### Problem details
Starting with the first line of the records, write out each line exactly until you have included the line containing "pub struct Assertion".

───── Provided information ─────

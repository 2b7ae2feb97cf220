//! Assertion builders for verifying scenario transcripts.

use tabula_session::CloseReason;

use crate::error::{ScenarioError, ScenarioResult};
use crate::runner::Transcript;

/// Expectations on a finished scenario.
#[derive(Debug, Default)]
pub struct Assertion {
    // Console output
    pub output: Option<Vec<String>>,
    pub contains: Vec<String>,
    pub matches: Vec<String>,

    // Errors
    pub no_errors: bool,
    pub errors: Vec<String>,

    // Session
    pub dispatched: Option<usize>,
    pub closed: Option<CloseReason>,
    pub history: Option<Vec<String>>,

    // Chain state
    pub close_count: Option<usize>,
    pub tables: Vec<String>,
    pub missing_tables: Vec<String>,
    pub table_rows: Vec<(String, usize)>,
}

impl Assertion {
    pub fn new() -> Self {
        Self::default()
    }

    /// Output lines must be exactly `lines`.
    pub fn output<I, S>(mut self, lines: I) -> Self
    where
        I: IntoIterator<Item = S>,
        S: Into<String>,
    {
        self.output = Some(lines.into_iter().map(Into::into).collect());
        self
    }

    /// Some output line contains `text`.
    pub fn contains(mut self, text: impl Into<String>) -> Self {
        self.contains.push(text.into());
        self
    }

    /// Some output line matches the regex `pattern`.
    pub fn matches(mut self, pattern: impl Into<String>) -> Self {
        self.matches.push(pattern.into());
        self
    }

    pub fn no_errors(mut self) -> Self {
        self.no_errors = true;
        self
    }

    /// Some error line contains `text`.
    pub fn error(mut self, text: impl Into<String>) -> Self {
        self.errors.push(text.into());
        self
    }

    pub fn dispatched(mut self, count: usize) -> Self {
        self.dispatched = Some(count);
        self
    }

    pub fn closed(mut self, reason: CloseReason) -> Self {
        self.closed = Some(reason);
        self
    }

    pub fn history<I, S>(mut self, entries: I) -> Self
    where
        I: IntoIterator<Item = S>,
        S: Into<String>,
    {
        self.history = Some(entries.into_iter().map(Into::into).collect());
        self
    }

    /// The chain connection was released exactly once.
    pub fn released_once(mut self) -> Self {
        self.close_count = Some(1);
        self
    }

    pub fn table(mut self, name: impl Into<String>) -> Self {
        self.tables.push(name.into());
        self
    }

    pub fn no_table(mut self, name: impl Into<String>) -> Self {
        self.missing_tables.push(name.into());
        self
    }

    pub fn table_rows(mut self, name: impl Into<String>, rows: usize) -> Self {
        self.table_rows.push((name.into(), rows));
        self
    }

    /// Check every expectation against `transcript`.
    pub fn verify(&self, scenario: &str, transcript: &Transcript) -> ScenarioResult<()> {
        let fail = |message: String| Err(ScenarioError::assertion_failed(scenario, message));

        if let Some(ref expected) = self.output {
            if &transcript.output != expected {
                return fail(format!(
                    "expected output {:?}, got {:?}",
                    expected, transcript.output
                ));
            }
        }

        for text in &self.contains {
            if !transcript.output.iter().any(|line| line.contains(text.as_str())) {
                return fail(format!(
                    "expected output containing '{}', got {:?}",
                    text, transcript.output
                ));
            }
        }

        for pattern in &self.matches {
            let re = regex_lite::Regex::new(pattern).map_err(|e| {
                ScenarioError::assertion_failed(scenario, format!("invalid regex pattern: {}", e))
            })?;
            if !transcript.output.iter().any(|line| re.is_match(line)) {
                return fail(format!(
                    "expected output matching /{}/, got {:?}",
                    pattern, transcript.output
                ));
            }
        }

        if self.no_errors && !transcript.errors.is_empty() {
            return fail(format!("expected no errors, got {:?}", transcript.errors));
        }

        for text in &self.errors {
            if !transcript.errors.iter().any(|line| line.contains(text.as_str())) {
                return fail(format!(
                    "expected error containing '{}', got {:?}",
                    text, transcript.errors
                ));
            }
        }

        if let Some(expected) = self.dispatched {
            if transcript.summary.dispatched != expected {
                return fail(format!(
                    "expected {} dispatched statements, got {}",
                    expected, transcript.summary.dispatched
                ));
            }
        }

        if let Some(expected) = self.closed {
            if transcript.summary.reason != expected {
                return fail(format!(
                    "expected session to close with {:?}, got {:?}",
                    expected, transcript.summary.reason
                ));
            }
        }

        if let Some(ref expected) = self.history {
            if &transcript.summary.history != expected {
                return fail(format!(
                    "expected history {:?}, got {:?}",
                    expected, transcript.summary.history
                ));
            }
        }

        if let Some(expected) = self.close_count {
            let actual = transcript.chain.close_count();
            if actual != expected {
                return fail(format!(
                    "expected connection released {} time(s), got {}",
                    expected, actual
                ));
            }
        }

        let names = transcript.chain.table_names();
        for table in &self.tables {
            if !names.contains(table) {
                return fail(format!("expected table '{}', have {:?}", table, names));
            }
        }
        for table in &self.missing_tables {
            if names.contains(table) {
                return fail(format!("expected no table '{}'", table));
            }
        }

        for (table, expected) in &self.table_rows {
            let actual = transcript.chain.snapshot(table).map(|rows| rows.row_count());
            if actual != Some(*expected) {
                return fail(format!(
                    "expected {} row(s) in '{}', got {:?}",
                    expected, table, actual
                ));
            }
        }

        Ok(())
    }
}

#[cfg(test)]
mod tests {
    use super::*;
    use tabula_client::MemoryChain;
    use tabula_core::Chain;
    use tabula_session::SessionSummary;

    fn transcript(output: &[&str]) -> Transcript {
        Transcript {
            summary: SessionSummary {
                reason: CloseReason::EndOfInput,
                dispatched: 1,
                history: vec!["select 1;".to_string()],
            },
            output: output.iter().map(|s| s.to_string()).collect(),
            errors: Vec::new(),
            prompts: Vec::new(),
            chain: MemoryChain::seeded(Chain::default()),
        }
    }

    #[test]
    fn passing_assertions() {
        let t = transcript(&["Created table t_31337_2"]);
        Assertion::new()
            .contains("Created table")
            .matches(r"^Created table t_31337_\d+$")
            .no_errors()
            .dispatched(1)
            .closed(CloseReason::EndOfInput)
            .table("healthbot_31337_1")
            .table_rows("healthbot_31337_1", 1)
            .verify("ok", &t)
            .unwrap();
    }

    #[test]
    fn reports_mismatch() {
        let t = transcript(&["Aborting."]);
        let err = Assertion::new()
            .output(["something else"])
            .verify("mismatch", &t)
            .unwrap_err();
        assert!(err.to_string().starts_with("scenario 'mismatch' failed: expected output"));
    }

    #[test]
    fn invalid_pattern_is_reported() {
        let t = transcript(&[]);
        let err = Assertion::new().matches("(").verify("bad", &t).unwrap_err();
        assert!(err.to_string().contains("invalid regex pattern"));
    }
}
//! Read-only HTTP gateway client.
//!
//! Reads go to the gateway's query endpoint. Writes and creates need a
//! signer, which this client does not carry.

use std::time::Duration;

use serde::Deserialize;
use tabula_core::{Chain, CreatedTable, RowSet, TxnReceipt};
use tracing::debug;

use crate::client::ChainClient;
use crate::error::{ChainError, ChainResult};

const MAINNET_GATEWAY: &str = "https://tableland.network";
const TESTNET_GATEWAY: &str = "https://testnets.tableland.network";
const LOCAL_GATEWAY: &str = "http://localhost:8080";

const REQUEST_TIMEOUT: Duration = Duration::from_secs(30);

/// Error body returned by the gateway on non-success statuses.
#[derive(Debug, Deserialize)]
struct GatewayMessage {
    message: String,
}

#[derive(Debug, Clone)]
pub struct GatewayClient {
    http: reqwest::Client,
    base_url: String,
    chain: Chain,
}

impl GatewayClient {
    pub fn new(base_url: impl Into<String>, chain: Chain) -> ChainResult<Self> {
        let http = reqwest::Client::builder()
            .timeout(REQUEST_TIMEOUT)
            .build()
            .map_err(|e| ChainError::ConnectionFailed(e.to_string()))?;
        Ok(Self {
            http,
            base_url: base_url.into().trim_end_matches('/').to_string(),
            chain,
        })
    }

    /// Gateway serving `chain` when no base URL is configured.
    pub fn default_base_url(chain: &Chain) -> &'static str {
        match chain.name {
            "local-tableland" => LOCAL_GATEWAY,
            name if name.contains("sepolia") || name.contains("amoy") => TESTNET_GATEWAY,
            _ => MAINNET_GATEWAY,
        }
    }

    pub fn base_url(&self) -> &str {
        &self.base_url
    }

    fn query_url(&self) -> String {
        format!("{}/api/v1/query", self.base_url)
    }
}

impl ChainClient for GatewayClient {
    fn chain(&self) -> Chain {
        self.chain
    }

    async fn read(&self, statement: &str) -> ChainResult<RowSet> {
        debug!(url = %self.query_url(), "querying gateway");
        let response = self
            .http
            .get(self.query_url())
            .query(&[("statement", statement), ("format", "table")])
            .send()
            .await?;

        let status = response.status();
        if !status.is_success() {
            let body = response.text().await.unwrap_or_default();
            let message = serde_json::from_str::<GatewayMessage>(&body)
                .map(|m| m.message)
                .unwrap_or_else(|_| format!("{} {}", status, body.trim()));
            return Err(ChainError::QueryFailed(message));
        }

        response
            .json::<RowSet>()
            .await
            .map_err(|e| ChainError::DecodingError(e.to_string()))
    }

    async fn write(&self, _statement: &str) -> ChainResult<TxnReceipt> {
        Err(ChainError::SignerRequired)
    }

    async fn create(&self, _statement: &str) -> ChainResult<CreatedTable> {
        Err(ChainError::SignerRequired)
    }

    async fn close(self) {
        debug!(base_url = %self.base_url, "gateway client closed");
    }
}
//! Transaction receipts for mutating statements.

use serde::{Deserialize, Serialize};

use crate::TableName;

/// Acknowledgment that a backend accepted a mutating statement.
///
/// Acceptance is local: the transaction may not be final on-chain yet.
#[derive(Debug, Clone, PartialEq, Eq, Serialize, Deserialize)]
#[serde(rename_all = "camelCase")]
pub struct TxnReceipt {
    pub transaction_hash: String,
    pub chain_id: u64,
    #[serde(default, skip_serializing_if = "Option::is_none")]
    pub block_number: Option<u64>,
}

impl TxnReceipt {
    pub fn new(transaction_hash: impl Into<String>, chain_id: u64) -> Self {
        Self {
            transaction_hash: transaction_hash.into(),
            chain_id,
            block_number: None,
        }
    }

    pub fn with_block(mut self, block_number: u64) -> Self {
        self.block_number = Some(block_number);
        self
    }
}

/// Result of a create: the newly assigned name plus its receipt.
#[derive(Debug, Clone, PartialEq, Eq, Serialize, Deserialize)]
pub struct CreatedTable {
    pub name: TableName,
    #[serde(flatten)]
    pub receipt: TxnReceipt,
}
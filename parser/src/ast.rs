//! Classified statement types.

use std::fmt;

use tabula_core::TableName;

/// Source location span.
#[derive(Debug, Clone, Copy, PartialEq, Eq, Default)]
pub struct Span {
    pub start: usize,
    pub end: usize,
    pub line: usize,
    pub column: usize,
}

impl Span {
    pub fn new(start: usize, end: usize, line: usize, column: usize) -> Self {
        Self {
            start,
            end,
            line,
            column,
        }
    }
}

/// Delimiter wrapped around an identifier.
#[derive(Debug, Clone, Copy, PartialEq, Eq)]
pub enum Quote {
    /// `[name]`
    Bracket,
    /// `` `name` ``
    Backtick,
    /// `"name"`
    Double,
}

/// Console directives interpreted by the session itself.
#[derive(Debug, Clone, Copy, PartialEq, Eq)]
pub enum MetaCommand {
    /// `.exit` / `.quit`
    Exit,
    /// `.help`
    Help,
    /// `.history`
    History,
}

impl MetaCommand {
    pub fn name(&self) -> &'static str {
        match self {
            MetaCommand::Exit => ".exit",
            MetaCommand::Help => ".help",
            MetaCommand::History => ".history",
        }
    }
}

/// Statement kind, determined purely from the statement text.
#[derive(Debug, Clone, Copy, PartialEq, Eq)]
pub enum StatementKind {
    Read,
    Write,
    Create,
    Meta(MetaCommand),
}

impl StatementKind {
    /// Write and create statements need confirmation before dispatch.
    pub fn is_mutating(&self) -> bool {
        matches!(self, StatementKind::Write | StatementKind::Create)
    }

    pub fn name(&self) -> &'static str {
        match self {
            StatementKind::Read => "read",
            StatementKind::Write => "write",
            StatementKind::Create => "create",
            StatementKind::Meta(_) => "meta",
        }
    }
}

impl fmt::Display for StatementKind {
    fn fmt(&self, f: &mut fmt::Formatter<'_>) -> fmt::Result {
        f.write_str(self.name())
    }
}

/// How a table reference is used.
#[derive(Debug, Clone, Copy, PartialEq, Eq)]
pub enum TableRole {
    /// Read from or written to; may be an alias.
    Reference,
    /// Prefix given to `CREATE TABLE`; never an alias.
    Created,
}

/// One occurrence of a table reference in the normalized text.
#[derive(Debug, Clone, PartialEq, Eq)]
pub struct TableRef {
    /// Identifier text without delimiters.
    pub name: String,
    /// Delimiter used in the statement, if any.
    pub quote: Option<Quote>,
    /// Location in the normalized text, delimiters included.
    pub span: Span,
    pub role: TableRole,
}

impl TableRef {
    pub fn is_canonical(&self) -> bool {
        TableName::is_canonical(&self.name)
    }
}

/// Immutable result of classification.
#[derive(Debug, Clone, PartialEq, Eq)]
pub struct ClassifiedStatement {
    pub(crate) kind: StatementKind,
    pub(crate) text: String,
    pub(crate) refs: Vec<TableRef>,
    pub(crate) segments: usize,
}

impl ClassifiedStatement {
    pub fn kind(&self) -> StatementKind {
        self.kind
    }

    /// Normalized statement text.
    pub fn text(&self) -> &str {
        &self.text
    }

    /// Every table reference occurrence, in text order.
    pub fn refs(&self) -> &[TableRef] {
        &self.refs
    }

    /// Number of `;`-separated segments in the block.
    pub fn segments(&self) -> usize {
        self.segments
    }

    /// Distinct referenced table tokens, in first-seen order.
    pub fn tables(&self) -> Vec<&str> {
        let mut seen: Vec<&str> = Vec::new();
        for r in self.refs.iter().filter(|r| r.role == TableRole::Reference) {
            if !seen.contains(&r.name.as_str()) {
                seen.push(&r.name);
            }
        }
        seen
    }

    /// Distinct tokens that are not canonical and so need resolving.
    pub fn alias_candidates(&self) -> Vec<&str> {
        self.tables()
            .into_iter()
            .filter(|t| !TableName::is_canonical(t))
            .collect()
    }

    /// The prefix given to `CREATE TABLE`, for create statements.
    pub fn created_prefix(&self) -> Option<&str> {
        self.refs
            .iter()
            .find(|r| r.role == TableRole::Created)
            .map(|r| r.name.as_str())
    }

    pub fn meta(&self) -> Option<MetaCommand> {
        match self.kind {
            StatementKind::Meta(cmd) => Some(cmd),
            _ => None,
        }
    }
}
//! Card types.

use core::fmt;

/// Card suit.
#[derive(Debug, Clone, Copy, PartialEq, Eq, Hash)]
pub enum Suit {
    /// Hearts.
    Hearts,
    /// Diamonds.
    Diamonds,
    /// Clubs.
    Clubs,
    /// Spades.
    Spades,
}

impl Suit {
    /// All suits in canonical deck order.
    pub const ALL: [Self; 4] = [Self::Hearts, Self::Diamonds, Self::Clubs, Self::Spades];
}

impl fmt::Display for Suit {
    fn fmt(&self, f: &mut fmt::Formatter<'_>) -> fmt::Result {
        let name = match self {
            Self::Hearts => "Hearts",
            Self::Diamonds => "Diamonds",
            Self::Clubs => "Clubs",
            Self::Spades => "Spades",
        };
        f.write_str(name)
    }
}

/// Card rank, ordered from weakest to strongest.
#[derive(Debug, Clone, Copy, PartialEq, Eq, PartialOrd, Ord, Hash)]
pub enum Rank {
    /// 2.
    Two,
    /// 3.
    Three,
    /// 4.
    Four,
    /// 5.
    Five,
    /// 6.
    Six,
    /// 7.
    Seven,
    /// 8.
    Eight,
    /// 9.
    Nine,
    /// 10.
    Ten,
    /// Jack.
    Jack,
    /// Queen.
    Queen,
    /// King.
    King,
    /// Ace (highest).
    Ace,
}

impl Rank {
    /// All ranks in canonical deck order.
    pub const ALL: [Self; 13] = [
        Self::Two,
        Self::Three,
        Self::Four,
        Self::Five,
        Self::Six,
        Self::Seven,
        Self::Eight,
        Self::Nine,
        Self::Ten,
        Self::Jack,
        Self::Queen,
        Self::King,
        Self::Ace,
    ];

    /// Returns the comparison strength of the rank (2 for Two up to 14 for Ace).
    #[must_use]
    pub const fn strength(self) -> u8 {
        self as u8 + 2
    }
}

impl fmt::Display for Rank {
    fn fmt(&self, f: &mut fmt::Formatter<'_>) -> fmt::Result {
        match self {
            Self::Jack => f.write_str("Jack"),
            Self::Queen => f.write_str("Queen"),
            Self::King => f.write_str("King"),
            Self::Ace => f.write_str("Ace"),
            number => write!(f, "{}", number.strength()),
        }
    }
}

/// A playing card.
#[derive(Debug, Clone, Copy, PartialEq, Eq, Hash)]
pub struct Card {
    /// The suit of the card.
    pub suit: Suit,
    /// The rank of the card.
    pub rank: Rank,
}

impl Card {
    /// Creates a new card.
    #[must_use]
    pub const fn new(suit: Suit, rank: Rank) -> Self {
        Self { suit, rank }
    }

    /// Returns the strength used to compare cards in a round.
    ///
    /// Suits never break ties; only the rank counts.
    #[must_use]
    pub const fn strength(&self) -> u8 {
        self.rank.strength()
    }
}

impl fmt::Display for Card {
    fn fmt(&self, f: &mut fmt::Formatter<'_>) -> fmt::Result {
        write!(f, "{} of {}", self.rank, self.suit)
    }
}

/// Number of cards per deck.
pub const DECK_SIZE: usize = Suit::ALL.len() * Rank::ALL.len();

─────

### Result of the exercise
repository 2b7ae2feb97cf220
//! Assertion builders for verifying scenario transcripts.

use tabula_session::CloseReason;

use crate::error::{ScenarioError, ScenarioResult};
use crate::runner::Transcript;

/// Expectations on a finished scenario.
#[derive(Debug, Default)]
pub struct Assertion {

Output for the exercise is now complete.